In November 2019, during Thanksgiving weekend, residents of South Ozone Park woke up to raw sewage flooding their basements. Three years later, the city has yet to fully compensate several of the 127 homes impacted by the collapse of a raw sewage pipe. The neighborhood is mainly populated by working-class Black residents, leading some to speculate that it is a matter of environmental racism. Natalie Bump Vena, Associate Professor of Urban Studies at Queens College and a licensed attorney, has been in the middle of an environmental justice and legal representation battle to make sure residents receive adequate compensation for damages.
Aracelia Cook currently serves as the Vice President of the 149th Street South Ozone Park Civic Association. At the time of the collapse, though, Cook was a T.A. for Vena’s urban poverty and affluence course, and she became one of the victims of the sewage backup. Together, they decided it would be helpful to interview members of the community about the recovery process. They found that many residents were having difficulty receiving reimbursement from the city, despite the city having accepted responsibility for the collapse.

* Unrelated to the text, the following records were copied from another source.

//! Configuration file loading.

use super::parser::parse_document;
use super::template::{EnvTemplate, TemplateEngine};
use crate::error::{ConfigError, ConfigResult};
use crate::value::Mapping;
use std::path::{Path, PathBuf};
use std::sync::Arc;
use tracing::{debug, info};

/// Location of the configuration file relative to the application root.
pub const DEFAULT_CONFIG_PATH: &str = "config/database.yml";

/// Reads a configuration file, expands its template directives and parses
/// the result.
///
/// # Example
///
/// ```no_run
/// use dbspec_core::config::ConfigLoader;
///
/// # fn main() -> Result<(), dbspec_core::ConfigError> {
/// let loader = ConfigLoader::new().with_root("/srv/app");
/// let file = loader.load("config/database.yml")?;
/// # Ok(())
/// # }
/// ```
#[derive(Clone)]
pub struct ConfigLoader {
    root: Option<PathBuf>,
    template: Arc<dyn TemplateEngine>,
}

impl std::fmt::Debug for ConfigLoader {
    fn fmt(&self, f: &mut std::fmt::Formatter<'_>) -> std::fmt::Result {
        f.debug_struct("ConfigLoader")
            .field("root", &self.root)
            .finish_non_exhaustive()
    }
}

impl Default for ConfigLoader {
    fn default() -> Self {
        Self::new()
    }
}

impl ConfigLoader {
    /// Create a loader that expands templates against the process environment.
    pub fn new() -> Self {
        Self {
            root: None,
            template: Arc::new(EnvTemplate::new()),
        }
    }

    /// Resolve relative paths against `root`.
    pub fn with_root(mut self, root: impl Into<PathBuf>) -> Self {
        self.root = Some(root.into());
        self
    }

    /// Use a different template engine.
    pub fn with_template(mut self, template: impl TemplateEngine + 'static) -> Self {
        self.template = Arc::new(template);
        self
    }

    /// The application root, if set.
    pub fn root(&self) -> Option<&Path> {
        self.root.as_deref()
    }

    /// Resolve `path` against the root when it is relative.
    pub fn resolve_path(&self, path: impl AsRef<Path>) -> PathBuf {
        let path = path.as_ref();
        match &self.root {
            Some(root) if path.is_relative() => root.join(path),
            _ => path.to_path_buf(),
        }
    }

    /// The default configuration file location for this loader.
    pub fn default_path(&self) -> PathBuf {
        self.resolve_path(DEFAULT_CONFIG_PATH)
    }

    /// Load, expand and parse the file at `path`.
    ///
    /// Fails with [`ConfigError::ConfigFileNotFound`] when the file does not
    /// exist, so callers can fall back to "no file configuration".
    pub fn load(&self, path: impl AsRef<Path>) -> ConfigResult<Mapping> {
        let path = self.resolve_path(path);
        if !path.exists() {
            debug!(path = %path.display(), "Configuration file not found");
            return Err(ConfigError::ConfigFileNotFound(path));
        }

        let source = std::fs::read_to_string(&path).map_err(|source| ConfigError::Io {
            path: path.clone(),
            source,
        })?;
        let expanded = self.template.render(&source)?;
        let mapping = parse_document(&expanded)?;

        info!(
            path = %path.display(),
            entries = mapping.len(),
            "Configuration file loaded"
        );
        Ok(mapping)
    }

    /// Like [`load`](Self::load), but a missing file yields `None`.
    pub fn load_optional(&self, path: impl AsRef<Path>) -> ConfigResult<Option<Mapping>> {
        match self.load(path) {
            Ok(mapping) => Ok(Some(mapping)),
            Err(e) if e.is_not_found() => Ok(None),
            Err(e) => Err(e),
        }
    }
}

Realizing residents’ need for legal representation, Vena began contacting several legal service organizations. Eventually, with the help of the New York Lawyers for the Public Interest, 6 different law firms agreed to represent members of the community on a pro bono basis in what is now part of the South Ozone Park Sewage Legal Assistance Project. Vena recounts that about 20 lawyers were able to represent residents and help them receive more money from the city than originally offered.
“That was a long, hard-fought process. It was extremely tough…But then as we saw how much the lawyers helped community members, we realized that there was a fundamental problem in the city’s claims process. It was just too hard for everyday New Yorkers to get money from the city when they were owed that money. There was a systemic issue with the claims process,” Vena recounts.
As a member of the Environmental Law Committee (ELC), Vena began working with her committee members to advocate for the community and bring the issue to the attention of Comptroller Scott Stringer and city council members. On March 12th, 2021, a letter was sent to the Office of the City Comptroller on behalf of the ELC listing several issues with the claims process and possible solutions. Among Vena’s other initiatives was to create a 1.5-hour seminar within the ELC’s Continuing Legal Education (CLE) program. This course, which took place on Tuesday, March 15th, trained lawyers on how to represent people in situations similar to those of South Ozone Park’s residents.
Vena’s next project: creating a database of lawyers who are willing to work pro bono and are trained to help in legal claims against the city. “With a database like this–if we are able to put a database together–hopefully, that would open the door to many more households getting legal representation,” explains Vena. Although this initiative is still in its infancy, they have already managed to provide legal representation to about 20 households, and are gearing up to help more. However, a lot of it is up to the controller’s office and city council members to point residents in the right direction. “It has to be a partnership,” notes Vena. Last month, the ELC wrote another letter to the current Comptroller, Brad Lander, requesting a meeting to get help starting the initiative and connecting residents to pro bono attorneys.
Vena has been teaching at QC since 2017 and says that, as a lawyer and anthropologist, her courses have always reflected issues of advocacy and how to address issues with authority and the government. “I do think environmental problems, especially climate change, are the most pressing matters of our time, and the more I can do to educate young people about these issues and to also equip them to advocate on these issues, the better,” she says.
If students would like to get involved within their community, Vena urges them to attend community board meetings where a lot of recommendations for decisions are often being made, and representatives for elected officials are present. It is a great place for young voices to be heard.